A sustainable funding model for social care supported by a diverse, vibrant and stable market

Person-centred care is meaningless if there is no choice of suitable, high quality care available to the patient locally.

 

“We have to make sure that we have a vibrant and diverse base of care services for people to draw on. So the sixth principle running through our Green Paper will be the question of how we ensure a sustainable financial system for care, delivering a stable and vibrant market which delivers cost-effective, quality services for all including the debate we need to have with the public on the challenges of sourcing additional social care funding.

 

“We should not assume that the best long term answer will be necessarily the same for different age cohorts. There may be changes that are equitable and achievable for younger people that would not be either of those for the generation approaching retirement. And part of the outcome of this process must be much greater public understanding of where the costs – often inappropriately – currently lie both for the state and individuals in every age cohort.

 

“We also know the economics of the publicly funded social care market are highly fragile so we need to transform and evolve our models of care.”

 

This will also involve looking at innovation, technology, new models of care and services.

 

“A more vibrant and diverse market offer will give people greater choice and more effective support.
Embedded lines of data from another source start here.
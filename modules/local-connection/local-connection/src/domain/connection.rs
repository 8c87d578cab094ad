//! Client-facing local connection.

use std::any::Any;
use std::fmt;
use std::sync::Arc;
use std::time::Duration;

use async_trait::async_trait;
use local_connection_sdk::{
    Capability, ClientError, ClientServiceRegistry, ComponentError, ConnectionError,
    ConnectionProperties, LogonResult, LogonService, ServerConnection, SessionContext,
    VdbLifecycleListener,
};

use super::dispatch::{ConnectionCore, ServiceHandle};
use super::lifecycle::ConnectionState;
use crate::config::LocalConnectionConfig;
use crate::directory::TransportDirectory;
use crate::version::server_version;

/// A session with the in-process engine.
///
/// An owning connection creates its [`SessionContext`], authenticates it on
/// open and logs it off on close. A derived connection (opened with
/// [`ConnectionProperties::with_session_context`]) borrows another
/// connection's session: it adopts that session's identity, always reconciles
/// the caller's identity, and never logs the session off.
pub struct LocalConnection {
    core: Arc<ConnectionCore>,
}

impl LocalConnection {
    /// Open a connection on the transport named in `properties`.
    ///
    /// For owning connections, waits for the target VDB to finish loading when
    /// an exact version and a wait bound are configured, then authenticates.
    /// `use_calling_task` selects whether capability calls run on the caller's
    /// task or on a spawned one; derived connections inherit the borrowed
    /// session's choice.
    ///
    /// # Errors
    ///
    /// - `Connection` if a property is malformed, the logon is rejected, or
    ///   the borrowed session was never established
    /// - `Communication` if no registry is bound for the transport or the
    ///   engine cannot be reached
    #[tracing::instrument(skip_all)]
    pub async fn open(
        directory: &TransportDirectory,
        properties: ConnectionProperties,
        use_calling_task: bool,
    ) -> Result<Self, ClientError> {
        let config = LocalConnectionConfig::from_properties(&properties)?;
        let registry = directory.resolve(&config.transport_name)?;

        match properties.session_context().cloned() {
            Some(session) => Self::derive(registry, session, properties, &config),
            None => Self::establish(registry, properties, &config, use_calling_task).await,
        }
    }

    fn derive(
        registry: Arc<dyn ClientServiceRegistry>,
        session: Arc<SessionContext>,
        properties: ConnectionProperties,
        config: &LocalConnectionConfig,
    ) -> Result<Self, ClientError> {
        let Some(session_token) = session.session_token() else {
            return Err(ConnectionError::new(
                "cannot derive a connection from a session that was never established",
            )
            .into());
        };

        let core = Arc::new(ConnectionCore::new(
            registry,
            Arc::clone(&session),
            properties,
            config,
            true,
        ));
        core.auth.replace(LogonResult {
            session_token,
            vdb_name: session.vdb_name().unwrap_or_default(),
            vdb_version: None,
            payload: None,
        });
        core.lifecycle.advance(ConnectionState::Active);

        tracing::info!(
            transport = %config.transport_name,
            session_id = ?session.session_id(),
            "derived connection opened"
        );
        Ok(Self { core })
    }

    async fn establish(
        registry: Arc<dyn ClientServiceRegistry>,
        properties: ConnectionProperties,
        config: &LocalConnectionConfig,
        use_calling_task: bool,
    ) -> Result<Self, ClientError> {
        let session = Arc::new(SessionContext::new(
            registry.security_helper(),
            use_calling_task,
        ));
        let core = Arc::new(ConnectionCore::new(
            Arc::clone(&registry),
            session,
            properties,
            config,
            false,
        ));
        core.lifecycle.advance(ConnectionState::Authenticating);

        if let Some(vdb) = config.vdb_key()
            && !vdb.is_at_most()
            && let Some(wait) = config.ready_wait
        {
            tracing::debug!(
                vdb = %vdb,
                wait_ms = u64::try_from(wait.as_millis()).unwrap_or(u64::MAX),
                "waiting for vdb to finish loading"
            );
            registry.wait_for_finished(&vdb, wait).await?;
        }

        if let Err(e) = core.authenticate().await {
            core.shutdown(false).await;
            return Err(e);
        }
        core.lifecycle.advance(ConnectionState::Active);

        tracing::info!(
            transport = %config.transport_name,
            session_id = ?core.session.session_id(),
            passthrough = core.passthrough,
            "connection opened"
        );
        Ok(Self { core })
    }

    /// Handle for capability `C`.
    #[must_use]
    pub fn service<C: Capability + ?Sized>(&self) -> ServiceHandle<C> {
        ServiceHandle::new(Arc::clone(&self.core))
    }

    /// Log off the current session and log on again.
    ///
    /// # Errors
    ///
    /// - `Component` if the connection is closed
    /// - `Connection` if the logon is rejected (message verbatim)
    /// - `Communication` for any other backend failure
    pub async fn authenticate(&self) -> Result<(), ClientError> {
        if self.core.lifecycle.is_closed() {
            return Err(ComponentError::closed().into());
        }
        self.core.authenticate().await
    }

    #[must_use]
    pub fn state(&self) -> ConnectionState {
        self.core.lifecycle.state()
    }

    /// The session bound to this connection; pass it to
    /// [`ConnectionProperties::with_session_context`] to derive connections.
    #[must_use]
    pub fn session(&self) -> &Arc<SessionContext> {
        &self.core.session
    }

    #[must_use]
    pub fn is_derived(&self) -> bool {
        self.core.derived
    }

    /// Register for VDB lifecycle notifications. No-op when the registry has
    /// no VDB repository.
    pub fn add_listener(&self, listener: Arc<dyn VdbLifecycleListener>) {
        if let Some(repository) = self.core.registry.vdb_repository() {
            repository.add_listener(listener);
        }
    }

    pub fn remove_listener(&self, listener: &Arc<dyn VdbLifecycleListener>) {
        if let Some(repository) = self.core.registry.vdb_repository() {
            repository.remove_listener(listener);
        }
    }
}

impl ConnectionCore {
    /// Move to `Closed`, logging off first if `logoff` is set. Only the first
    /// call has any effect.
    pub(super) async fn shutdown(self: &Arc<Self>, logoff: bool) {
        if !self.lifecycle.begin_shutdown() {
            return;
        }
        if logoff {
            self.logoff().await;
        }
        if !self.derived {
            self.session.close_session();
        }
        self.lifecycle.finish_shutdown();
        tracing::info!(
            transport = %self.transport,
            session_id = ?self.session.session_id(),
            "connection closed"
        );
    }
}

#[async_trait]
impl ServerConnection for LocalConnection {
    async fn is_open(&self, timeout: Duration) -> bool {
        if self.core.lifecycle.is_closed() {
            return false;
        }
        match tokio::time::timeout(timeout, self.service::<dyn LogonService>().ping()).await {
            Ok(Ok(())) => true,
            Ok(Err(e)) => {
                tracing::debug!(error = %e, "ping failed, reporting connection as not open");
                false
            }
            Err(_) => {
                tracing::debug!(
                    timeout_ms = u64::try_from(timeout.as_millis()).unwrap_or(u64::MAX),
                    "ping timed out, reporting connection as not open"
                );
                false
            }
        }
    }

    async fn close(&self) {
        self.core.shutdown(true).await;
    }

    fn logon_result(&self) -> Option<Arc<LogonResult>> {
        self.core.auth.current()
    }

    fn is_same_instance(&self, other: &dyn ServerConnection) -> Result<bool, ClientError> {
        Ok(other.as_any().is::<Self>())
    }

    fn supports_continuous(&self) -> bool {
        true
    }

    fn is_local(&self) -> bool {
        true
    }

    fn server_version(&self) -> &str {
        server_version()
    }

    fn clean_up(&self) {
        if !self.core.derived {
            self.core.session.set_security_context(None);
        }
    }

    fn as_any(&self) -> &dyn Any {
        self
    }
}

impl fmt::Debug for LocalConnection {
    fn fmt(&self, f: &mut fmt::Formatter<'_>) -> fmt::Result {
        f.debug_struct("LocalConnection")
            .field("transport", &self.core.transport)
            .field("state", &self.state())
            .field("derived", &self.core.derived)
            .field("passthrough", &self.core.passthrough)
            .field("session", &self.core.session)
            .finish_non_exhaustive()
    }
}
But it is also vital because if we do nothing to support people’s needs more creatively or efficiently, the cost of simply delivering these services today will double in a decade.”

 

The Green Paper will “jump start” the debate about sustainable, long-term funding for social care.

 

Security for all

The Green Paper will bring forward ideas to reform the current charging system for care, which can vary tremendously. The government maintains that a shared responsibility for paying for care – a partnership between the state and individuals  - is the right approach but is looking for a better way of spreading that cost.

 

“The way our current charging system operates is far from fair. This is particularly true for families faced with the randomness and unpredictability of care, and the punitive consequences that can come from developing certain conditions over others.

 

If you develop dementia and require long-term residential care, you are likely to have to use a significant chunk of your savings and the equity in your home to pay for that care. But if you require long-term treatment for cancer you won’t find anything like the same cost.

 

So people’s financial wellbeing in old age ends up defined less by their industry and service during their working lives, and more by the lottery of which illness they get. We therefore need a system that includes an element of risk-pooling.”